Women can be more competitive than men, a Harvard study has found.
Scientists discovered that women were more competitive with other women than men are with other men, upending decades of stereotypes.
“I must admit the findings stunned me,” study author Dr Joyce Benenson, a human evolutionary biologist at Harvard, told The Sunday Telegraph.
“The accepted wisdom both within evolutionary biology and psychology is that men are the more competitive sex.”
However, Dr Benenson also found the results only applied for same sex assessments. “Men are more competitive towards women than women are towards men,” she said.
The scientists have notyet found out why women are more competitive with each other than men are, but speculate it may be to do with raising children. “We do not know why this is, but theoretically it is likely that women with children need resources more than men with children do,” Dr Benenson explains. “Women generally are the primary caregivers around the world. Therefore, women would be more envious than men of someone with lots of resources that they did not have.

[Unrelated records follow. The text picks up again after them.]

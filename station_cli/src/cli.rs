//! CLI argument definitions and shared statics.

use clap::{ArgAction, Parser, Subcommand, ValueEnum};
use std::path::PathBuf;
use std::sync::OnceLock;

pub static FILE_GUARD: OnceLock<tracing_appender::non_blocking::WorkerGuard> = OnceLock::new();
/// Whether the user asked for JSON output (controls structured error output).
pub static JSON_MODE: OnceLock<bool> = OnceLock::new();
/// Effective safety knobs used for the current run (for JSON details).
pub static LAST_SAFETY: OnceLock<CliSafety> = OnceLock::new();

#[derive(Copy, Clone, Debug)]
pub struct CliSafety {
    pub overcurrent_debounce_n: u8,
    pub watchdog_budget_ms: u64,
    pub mains_hz: u32,
}

#[derive(Parser, Debug)]
#[command(name = "station", version, about = "Soldering station CLI")]
pub struct Cli {
    /// Path to config TOML (typed)
    #[arg(long, value_name = "FILE", default_value = "etc/station_config.toml")]
    pub config: PathBuf,

    /// Optional calibration CSV for channel 1 (strict header)
    #[arg(long, value_name = "FILE")]
    pub calibration: Option<PathBuf>,

    /// Log as JSON lines instead of pretty
    #[arg(long, action = ArgAction::SetTrue)]
    pub json: bool,

    /// Console log level (error|warn|info|debug|trace)
    #[arg(long = "log-level", value_name = "LEVEL", default_value = "info")]
    pub log_level: String,

    /// Command to execute
    #[command(subcommand)]
    pub cmd: Commands,
}

/// Memory locking mode for real-time operation.
#[derive(Copy, Clone, Debug, Eq, PartialEq, ValueEnum)]
pub enum RtLock {
    /// Do not lock memory
    None,
    /// Lock currently resident pages
    Current,
    /// Lock current and future pages
    All,
}

impl RtLock {
    #[inline]
    pub fn os_default() -> Self {
        #[cfg(target_os = "linux")]
        {
            return RtLock::Current;
        }
        #[cfg(target_os = "macos")]
        {
            return RtLock::None;
        }
        #[allow(unreachable_code)]
        RtLock::None
    }
}

#[derive(Subcommand, Debug)]
pub enum Commands {
    /// Run the control loop against the simulated analog board
    Run {
        /// Stop after this many completed control cycles (runs until Ctrl-C when omitted)
        #[arg(long, value_name = "N")]
        cycles: Option<u64>,
        /// Enable channel 1 at this target in °C (defaults to its first preset)
        #[arg(long, value_name = "TEMP")]
        temp1: Option<i32>,
        /// Enable channel 2 at this target in °C (channel 2 stays off when omitted)
        #[arg(long, value_name = "TEMP")]
        temp2: Option<i32>,
        /// Enable real-time mode (SCHED_FIFO, affinity, mlockall)
        #[arg(
            long,
            action = ArgAction::SetTrue,
            long_help = "Enable real-time mode on supported OSes.\n\nLinux: Attempts SCHED_FIFO priority, pins to a CPU, and calls mlockall to lock the process address space into RAM. This reduces page faults and jitter but may require elevated privileges or ulimits (e.g., memlock).\n\nmacOS: Only mlockall is applied; SCHED_FIFO/affinity are unavailable."
        )]
        rt: bool,
        /// Real-time priority for SCHED_FIFO on Linux (1..=max); ignored on macOS
        #[arg(long, value_name = "PRIO")]
        rt_prio: Option<i32>,
        /// Select memory locking mode for --rt: none, current, or all
        #[arg(
            long,
            value_enum,
            value_name = "MODE",
            long_help = "Select memory locking mode when --rt is enabled.\n- none: do not lock memory.\n- current: lock currently resident pages (mlockall(MCL_CURRENT)).\n- all: lock current and future pages (mlockall(MCL_CURRENT|MCL_FUTURE)).\nDefault: current on Linux, none on macOS."
        )]
        rt_lock: Option<RtLock>,
        /// Real-time CPU index to pin the process to (Linux only). If not set, defaults to 0.
        #[arg(long, value_name = "CPU")]
        rt_cpu: Option<usize>,
        /// Print cycle counters and final channel temperatures
        #[arg(long, action = ArgAction::SetTrue)]
        stats: bool,
    },
    /// Quick health check (simulated board converges to a target)
    SelfCheck,
    /// Health check for operational monitoring
    Health,
}
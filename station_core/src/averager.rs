//! Raw-sample filtering ahead of the sensor transforms.

use std::collections::VecDeque;

/// Sliding-window or exponentially-weighted filter over raw ADC counts.
///
/// The average defaults to 0 until at least one sample has been pushed;
/// callers can check `is_primed` before trusting the value. The most
/// recent raw sample is kept for instant (unfiltered) readings.
#[derive(Debug, Clone)]
pub struct Averager {
    window: VecDeque<i32>,
    capacity: usize,
    sum: i64,
    // EMA state; None until the first sample to avoid startup bias.
    ema: Option<f32>,
    ema_alpha: f32,
    last_raw: i32,
    count: u64,
}

impl Averager {
    /// Sliding-window mean over the last `capacity` samples.
    pub fn window(capacity: usize) -> Self {
        let capacity = capacity.max(1);
        Self {
            window: VecDeque::with_capacity(capacity),
            capacity,
            sum: 0,
            ema: None,
            ema_alpha: 0.0,
            last_raw: 0,
            count: 0,
        }
    }

    /// Recursive exponentially-weighted average with weight `alpha` in
    /// (0.0, 1.0].
    pub fn ema(alpha: f32) -> Self {
        let alpha = if alpha.is_finite() {
            alpha.clamp(0.0, 1.0)
        } else {
            0.0
        };
        Self {
            window: VecDeque::new(),
            capacity: 1,
            sum: 0,
            ema: None,
            ema_alpha: alpha,
            last_raw: 0,
            count: 0,
        }
    }

    pub fn push(&mut self, raw: i32) {
        self.last_raw = raw;
        self.count = self.count.saturating_add(1);
        if self.ema_alpha > 0.0 {
            self.ema = Some(match self.ema {
                None => raw as f32,
                Some(prev) => self.ema_alpha * raw as f32 + (1.0 - self.ema_alpha) * prev,
            });
            return;
        }
        self.window.push_back(raw);
        self.sum += raw as i64;
        if self.window.len() > self.capacity
            && let Some(evicted) = self.window.pop_front()
        {
            self.sum -= evicted as i64;
        }
    }

    /// Filtered value; 0 until the first sample has been accumulated.
    pub fn average(&self) -> i32 {
        if self.ema_alpha > 0.0 {
            return self.ema.map(|v| v.round() as i32).unwrap_or(0);
        }
        let n = self.window.len() as i64;
        if n == 0 {
            return 0;
        }
        let half = n / 2;
        let q = if self.sum >= 0 {
            (self.sum + half) / n
        } else {
            (self.sum - half) / n
        };
        q as i32
    }

    /// Most recent raw sample, unfiltered.
    pub fn last_raw(&self) -> i32 {
        self.last_raw
    }

    pub fn is_primed(&self) -> bool {
        self.count > 0
    }

    /// Drop all accumulated state, e.g. on tip change.
    pub fn reset(&mut self) {
        self.window.clear();
        self.sum = 0;
        self.ema = None;
        self.last_raw = 0;
        self.count = 0;
    }
}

“The implications of the results for understanding human society are important in that they indicate that while women and men employ different competitive strategies and often pursue different goals, women may have an even greater motivation to compete with same-sex peers than men,” the researchers write in their study, published in Scientific Reports.
“Thus, it seems reasonable that women may be more envious than men of same-sex peers who are better able to care for their children.”